__PROVIDED MATERIAL__.
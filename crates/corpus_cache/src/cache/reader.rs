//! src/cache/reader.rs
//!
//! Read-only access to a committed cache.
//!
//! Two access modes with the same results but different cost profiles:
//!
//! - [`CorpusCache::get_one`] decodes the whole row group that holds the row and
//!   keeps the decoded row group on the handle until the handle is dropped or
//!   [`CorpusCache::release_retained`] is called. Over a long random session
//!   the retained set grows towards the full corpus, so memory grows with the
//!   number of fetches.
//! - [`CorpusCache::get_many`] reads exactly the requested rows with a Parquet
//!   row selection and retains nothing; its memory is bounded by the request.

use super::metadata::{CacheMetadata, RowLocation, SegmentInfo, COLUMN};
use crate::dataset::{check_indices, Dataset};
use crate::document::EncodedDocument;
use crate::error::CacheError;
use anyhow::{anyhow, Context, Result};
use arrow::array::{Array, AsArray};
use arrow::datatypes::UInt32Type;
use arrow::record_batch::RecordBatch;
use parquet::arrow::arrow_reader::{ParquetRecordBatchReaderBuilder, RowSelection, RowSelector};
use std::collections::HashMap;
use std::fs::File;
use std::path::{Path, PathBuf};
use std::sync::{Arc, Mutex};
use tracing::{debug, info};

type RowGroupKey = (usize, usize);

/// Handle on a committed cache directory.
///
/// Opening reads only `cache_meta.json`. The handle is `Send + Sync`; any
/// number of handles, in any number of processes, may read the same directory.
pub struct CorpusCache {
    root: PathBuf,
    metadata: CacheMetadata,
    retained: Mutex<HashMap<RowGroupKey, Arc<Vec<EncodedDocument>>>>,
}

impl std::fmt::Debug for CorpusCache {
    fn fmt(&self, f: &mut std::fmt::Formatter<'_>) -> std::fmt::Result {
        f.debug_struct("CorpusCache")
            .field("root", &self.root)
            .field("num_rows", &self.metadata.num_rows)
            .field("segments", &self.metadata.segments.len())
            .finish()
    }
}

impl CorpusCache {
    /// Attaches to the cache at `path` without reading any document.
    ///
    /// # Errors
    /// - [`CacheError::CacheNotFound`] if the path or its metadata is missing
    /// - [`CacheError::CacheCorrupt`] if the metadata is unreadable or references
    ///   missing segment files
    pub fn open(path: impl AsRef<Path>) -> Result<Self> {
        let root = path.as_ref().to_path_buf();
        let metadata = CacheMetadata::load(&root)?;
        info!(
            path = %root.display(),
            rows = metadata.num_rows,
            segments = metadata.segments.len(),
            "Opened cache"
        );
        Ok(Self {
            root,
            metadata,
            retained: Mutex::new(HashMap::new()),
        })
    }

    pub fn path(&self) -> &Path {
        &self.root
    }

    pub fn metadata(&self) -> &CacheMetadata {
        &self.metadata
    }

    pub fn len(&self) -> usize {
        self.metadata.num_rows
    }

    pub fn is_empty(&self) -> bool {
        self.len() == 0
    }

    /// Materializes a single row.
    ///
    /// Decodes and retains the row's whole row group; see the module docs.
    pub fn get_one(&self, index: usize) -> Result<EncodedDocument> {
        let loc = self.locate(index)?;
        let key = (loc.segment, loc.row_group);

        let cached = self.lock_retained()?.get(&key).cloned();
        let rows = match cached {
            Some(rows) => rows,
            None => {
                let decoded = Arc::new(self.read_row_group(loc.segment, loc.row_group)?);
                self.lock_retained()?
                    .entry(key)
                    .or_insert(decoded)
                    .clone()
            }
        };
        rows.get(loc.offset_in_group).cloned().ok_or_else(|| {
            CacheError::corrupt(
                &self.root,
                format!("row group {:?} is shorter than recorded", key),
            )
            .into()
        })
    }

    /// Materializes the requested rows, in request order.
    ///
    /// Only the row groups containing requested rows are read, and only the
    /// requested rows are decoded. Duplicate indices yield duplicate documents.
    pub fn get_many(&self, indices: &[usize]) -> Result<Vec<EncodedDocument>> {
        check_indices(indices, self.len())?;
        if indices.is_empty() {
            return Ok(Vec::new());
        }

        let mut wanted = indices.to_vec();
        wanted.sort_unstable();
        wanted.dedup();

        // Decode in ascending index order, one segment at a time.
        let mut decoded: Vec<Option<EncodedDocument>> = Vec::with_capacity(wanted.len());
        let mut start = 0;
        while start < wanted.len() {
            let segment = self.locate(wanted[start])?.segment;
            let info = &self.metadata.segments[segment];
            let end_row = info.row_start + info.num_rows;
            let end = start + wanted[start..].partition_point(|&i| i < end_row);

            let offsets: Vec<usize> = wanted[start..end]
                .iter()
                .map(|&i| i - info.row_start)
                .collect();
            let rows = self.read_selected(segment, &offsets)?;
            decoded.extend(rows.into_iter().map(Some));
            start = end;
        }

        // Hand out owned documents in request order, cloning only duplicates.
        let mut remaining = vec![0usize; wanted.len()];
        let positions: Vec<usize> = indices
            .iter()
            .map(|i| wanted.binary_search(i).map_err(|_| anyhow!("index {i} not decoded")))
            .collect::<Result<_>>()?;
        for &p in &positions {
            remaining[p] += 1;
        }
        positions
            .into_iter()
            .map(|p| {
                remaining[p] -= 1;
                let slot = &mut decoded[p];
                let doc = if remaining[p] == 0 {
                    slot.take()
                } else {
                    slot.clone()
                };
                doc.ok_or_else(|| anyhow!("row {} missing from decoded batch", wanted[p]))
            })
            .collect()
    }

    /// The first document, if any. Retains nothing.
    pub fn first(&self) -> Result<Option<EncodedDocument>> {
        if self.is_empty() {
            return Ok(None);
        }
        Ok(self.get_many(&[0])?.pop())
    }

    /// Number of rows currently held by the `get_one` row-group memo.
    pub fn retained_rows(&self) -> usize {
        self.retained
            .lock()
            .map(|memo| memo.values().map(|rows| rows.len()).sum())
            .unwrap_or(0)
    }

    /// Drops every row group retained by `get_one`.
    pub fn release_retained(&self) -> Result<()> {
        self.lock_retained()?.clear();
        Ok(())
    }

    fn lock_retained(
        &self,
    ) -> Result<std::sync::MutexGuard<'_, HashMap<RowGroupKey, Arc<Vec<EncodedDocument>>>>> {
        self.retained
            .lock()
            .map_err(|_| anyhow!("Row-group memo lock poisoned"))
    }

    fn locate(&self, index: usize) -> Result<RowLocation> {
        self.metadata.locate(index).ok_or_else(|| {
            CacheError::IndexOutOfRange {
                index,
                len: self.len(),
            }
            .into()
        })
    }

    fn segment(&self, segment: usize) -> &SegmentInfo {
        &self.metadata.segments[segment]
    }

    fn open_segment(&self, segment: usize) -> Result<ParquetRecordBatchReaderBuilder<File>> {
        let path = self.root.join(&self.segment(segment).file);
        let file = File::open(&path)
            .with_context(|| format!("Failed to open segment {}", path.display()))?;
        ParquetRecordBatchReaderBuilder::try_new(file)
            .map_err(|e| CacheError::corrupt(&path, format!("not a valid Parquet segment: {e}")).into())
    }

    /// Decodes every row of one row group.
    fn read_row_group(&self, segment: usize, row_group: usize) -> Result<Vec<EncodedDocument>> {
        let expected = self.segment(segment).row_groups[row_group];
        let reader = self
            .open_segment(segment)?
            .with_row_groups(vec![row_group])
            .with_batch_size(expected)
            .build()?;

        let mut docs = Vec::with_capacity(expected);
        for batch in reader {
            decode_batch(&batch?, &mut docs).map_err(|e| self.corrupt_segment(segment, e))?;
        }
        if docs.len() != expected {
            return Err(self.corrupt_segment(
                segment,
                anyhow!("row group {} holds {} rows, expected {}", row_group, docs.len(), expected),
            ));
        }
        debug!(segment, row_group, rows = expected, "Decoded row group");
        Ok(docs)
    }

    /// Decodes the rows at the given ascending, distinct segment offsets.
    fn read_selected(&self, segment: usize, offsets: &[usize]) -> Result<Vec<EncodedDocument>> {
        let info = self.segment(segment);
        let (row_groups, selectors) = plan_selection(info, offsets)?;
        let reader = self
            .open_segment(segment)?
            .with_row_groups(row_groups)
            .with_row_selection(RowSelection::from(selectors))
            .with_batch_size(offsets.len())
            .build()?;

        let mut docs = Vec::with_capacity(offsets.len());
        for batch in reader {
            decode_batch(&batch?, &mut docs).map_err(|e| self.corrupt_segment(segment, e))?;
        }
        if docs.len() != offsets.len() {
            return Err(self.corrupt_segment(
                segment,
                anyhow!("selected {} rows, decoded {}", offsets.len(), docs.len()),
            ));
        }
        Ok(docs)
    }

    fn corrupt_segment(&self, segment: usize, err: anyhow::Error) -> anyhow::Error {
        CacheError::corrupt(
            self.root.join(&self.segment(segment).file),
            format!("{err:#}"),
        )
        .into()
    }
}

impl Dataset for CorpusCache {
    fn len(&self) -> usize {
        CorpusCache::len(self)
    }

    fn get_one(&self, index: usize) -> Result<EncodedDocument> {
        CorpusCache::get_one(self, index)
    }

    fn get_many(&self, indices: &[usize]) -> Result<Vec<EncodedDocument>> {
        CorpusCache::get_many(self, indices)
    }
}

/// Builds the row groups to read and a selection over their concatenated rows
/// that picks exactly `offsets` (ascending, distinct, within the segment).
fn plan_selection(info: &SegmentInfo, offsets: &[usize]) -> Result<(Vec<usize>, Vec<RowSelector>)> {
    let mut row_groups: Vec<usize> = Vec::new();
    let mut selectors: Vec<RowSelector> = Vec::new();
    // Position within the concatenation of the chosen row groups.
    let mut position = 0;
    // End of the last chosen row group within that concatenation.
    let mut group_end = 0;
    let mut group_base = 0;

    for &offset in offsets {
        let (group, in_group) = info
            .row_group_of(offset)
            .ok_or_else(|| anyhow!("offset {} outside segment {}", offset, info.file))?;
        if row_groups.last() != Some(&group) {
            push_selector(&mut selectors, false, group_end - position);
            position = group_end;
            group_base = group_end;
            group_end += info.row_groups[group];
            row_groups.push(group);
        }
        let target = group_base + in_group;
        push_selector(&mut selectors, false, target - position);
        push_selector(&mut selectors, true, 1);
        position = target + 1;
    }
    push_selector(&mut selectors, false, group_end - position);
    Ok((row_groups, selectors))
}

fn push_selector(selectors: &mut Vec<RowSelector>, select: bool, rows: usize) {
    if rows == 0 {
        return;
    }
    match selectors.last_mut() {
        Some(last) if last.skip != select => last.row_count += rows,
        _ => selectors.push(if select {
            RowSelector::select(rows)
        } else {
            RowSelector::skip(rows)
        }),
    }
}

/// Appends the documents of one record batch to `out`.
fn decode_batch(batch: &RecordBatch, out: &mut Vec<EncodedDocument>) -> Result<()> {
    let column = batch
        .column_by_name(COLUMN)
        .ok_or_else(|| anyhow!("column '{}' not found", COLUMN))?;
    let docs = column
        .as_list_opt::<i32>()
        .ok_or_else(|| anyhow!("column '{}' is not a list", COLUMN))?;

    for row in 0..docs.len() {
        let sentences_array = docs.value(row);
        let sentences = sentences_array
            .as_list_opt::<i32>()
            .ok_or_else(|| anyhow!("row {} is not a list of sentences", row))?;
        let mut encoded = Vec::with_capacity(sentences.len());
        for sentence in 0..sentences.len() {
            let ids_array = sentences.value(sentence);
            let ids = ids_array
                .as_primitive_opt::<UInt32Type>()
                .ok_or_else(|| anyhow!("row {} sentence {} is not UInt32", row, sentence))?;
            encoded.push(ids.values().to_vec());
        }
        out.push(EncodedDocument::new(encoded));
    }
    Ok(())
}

...

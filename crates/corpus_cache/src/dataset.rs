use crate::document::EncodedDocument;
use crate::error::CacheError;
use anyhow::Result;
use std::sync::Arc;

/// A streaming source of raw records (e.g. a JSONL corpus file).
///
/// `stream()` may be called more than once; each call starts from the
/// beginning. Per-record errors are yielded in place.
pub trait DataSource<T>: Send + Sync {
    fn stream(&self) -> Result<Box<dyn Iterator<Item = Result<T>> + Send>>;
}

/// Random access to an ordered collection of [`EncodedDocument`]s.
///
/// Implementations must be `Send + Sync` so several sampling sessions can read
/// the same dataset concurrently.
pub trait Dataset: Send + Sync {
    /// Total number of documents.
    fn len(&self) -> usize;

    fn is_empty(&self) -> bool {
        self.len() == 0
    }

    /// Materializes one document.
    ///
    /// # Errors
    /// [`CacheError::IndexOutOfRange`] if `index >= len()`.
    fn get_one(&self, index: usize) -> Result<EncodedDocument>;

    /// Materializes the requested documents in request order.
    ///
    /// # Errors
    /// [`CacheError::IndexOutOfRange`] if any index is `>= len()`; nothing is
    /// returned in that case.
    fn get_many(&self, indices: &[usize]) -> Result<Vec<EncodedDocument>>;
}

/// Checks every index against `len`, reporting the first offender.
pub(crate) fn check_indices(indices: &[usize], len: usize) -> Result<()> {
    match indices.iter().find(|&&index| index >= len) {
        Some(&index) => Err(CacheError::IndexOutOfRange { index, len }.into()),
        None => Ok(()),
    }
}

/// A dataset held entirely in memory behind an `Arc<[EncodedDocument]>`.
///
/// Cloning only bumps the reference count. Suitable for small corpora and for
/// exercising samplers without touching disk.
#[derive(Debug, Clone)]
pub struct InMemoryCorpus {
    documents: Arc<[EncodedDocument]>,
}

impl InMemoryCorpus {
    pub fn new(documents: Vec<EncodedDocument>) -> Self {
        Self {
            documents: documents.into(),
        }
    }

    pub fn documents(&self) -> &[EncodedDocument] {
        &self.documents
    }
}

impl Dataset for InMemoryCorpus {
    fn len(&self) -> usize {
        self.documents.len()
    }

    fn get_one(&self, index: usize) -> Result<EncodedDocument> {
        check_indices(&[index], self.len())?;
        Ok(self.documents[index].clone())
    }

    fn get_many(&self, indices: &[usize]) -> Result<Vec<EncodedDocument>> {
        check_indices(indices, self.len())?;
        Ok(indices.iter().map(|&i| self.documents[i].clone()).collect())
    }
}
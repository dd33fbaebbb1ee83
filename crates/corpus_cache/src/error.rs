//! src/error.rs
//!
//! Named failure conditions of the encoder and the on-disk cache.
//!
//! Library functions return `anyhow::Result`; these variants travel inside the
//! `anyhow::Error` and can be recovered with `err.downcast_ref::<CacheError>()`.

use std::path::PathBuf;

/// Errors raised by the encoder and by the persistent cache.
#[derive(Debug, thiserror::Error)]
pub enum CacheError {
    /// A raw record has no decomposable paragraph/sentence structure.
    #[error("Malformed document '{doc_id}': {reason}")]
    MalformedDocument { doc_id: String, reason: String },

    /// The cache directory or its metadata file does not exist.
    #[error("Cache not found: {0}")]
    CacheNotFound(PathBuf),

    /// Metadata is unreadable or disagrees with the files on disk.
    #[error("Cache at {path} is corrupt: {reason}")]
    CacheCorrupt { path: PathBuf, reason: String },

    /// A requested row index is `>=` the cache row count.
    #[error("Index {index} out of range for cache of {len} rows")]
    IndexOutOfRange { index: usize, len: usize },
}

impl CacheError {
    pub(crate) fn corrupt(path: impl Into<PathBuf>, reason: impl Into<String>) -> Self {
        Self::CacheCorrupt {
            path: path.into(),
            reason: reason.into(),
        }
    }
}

__ABOUT THIS TASK__. Once the line with "CorpusCache::get_many(self, indices)" is found in the records above, print exactly that line and every line after it through the line with "let (group, in_group) = info".

__RESULT FOR THIS EXERCISE__.
        CorpusCache::get_many(self, indices)
    }
}

/// Builds the row groups to read and a selection over their concatenated rows
/// that picks exactly `offsets` (ascending, distinct, within the segment).
fn plan_selection(info: &SegmentInfo, offsets: &[usize]) -> Result<(Vec<usize>, Vec<RowSelector>)> {
    let mut row_groups: Vec<usize> = Vec::new();
    let mut selectors: Vec<RowSelector> = Vec::new();
    // Position within the concatenation of the chosen row groups.
    let mut position = 0;
    // End of the last chosen row group within that concatenation.
    let mut group_end = 0;
    let mut group_base = 0;

    for &offset in offsets {
        let (group, in_group) = info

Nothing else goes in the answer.